━━━━━ EXERCISE MATERIAL ━━━━━

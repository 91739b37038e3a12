//! Claim store errors

use thiserror::Error;

/// Errors surfaced by a claim store.
///
/// Store errors are transient conditions of the store itself and must stay
/// distinguishable from losing the acquisition race, which is not an error.
#[derive(Debug, Error)]
pub enum StoreError {
    /// Kubernetes API request failed
    #[error("Kubernetes API error: {0}")]
    Kube(#[from] kube::Error),

    /// Claim payload could not be serialized or deserialized
    #[error("Claim serialization error: {0}")]
    Serialization(#[from] serde_json::Error),

    /// The store is temporarily unreachable
    #[error("Claim store unavailable: {0}")]
    Unavailable(String),
}
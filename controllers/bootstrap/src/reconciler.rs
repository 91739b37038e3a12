//! Reconciliation of SnapClusterConfig resources into bootstrap data.
//!
//! The flow mirrors the Cluster API bootstrap contract: wait for the
//! cluster infrastructure, then either initialize the cluster from the
//! first control plane machine (gated by the cluster init lock) or join an
//! additional machine to the existing control plane or worker pool. The
//! rendered cloud-config is stored in a secret named after the config and
//! announced through the status subresource.

use std::collections::BTreeMap;
use std::time::Duration;

use k8s_openapi::api::core::v1::Secret;
use k8s_openapi::apimachinery::pkg::apis::meta::v1::OwnerReference;
use k8s_openapi::ByteString;
use kube::api::{Api, ListParams, ObjectMeta, Patch, PatchParams, PostParams};
use kube::{Client, Resource, ResourceExt};
use kube_runtime::controller::Action;
use serde_json::json;
use tracing::{debug, error, info};

use cloudinit::{generate_cloud_config, BootstrapIntent};
use crds::{Cluster, Machine, SnapClusterConfig, CLUSTER_NAME_LABEL, CONTROL_PLANE_LABEL};
use init_lock::{ConfigMapClaimStore, InitLock};

use crate::error::ControllerError;
use crate::reconcile_helpers::{self as helpers, BootstrapContext};
use crate::token;

/// Fixed backoff applied whenever a transient condition blocks progress.
pub const REQUEUE_INTERVAL: Duration = Duration::from_secs(30);

/// Secret type marking Cluster API owned secrets.
const CLUSTER_SECRET_TYPE: &str = "cluster.x-k8s.io/secret";

/// Failure reason recorded when bootstrap data cannot be generated from
/// the given configuration.
const DATA_SECRET_GENERATION_FAILED_REASON: &str = "DataSecretGenerationFailed";

/// Reconciles SnapClusterConfig resources.
pub struct Reconciler {
    client: Client,
}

━━━━━

## GOAL OF THE EXERCISE
If a line of the records includes the string "Duration", copy it out.

## RESPONSE
use std::time::Duration;
pub const REQUEUE_INTERVAL: Duration = Duration::from_secs(30);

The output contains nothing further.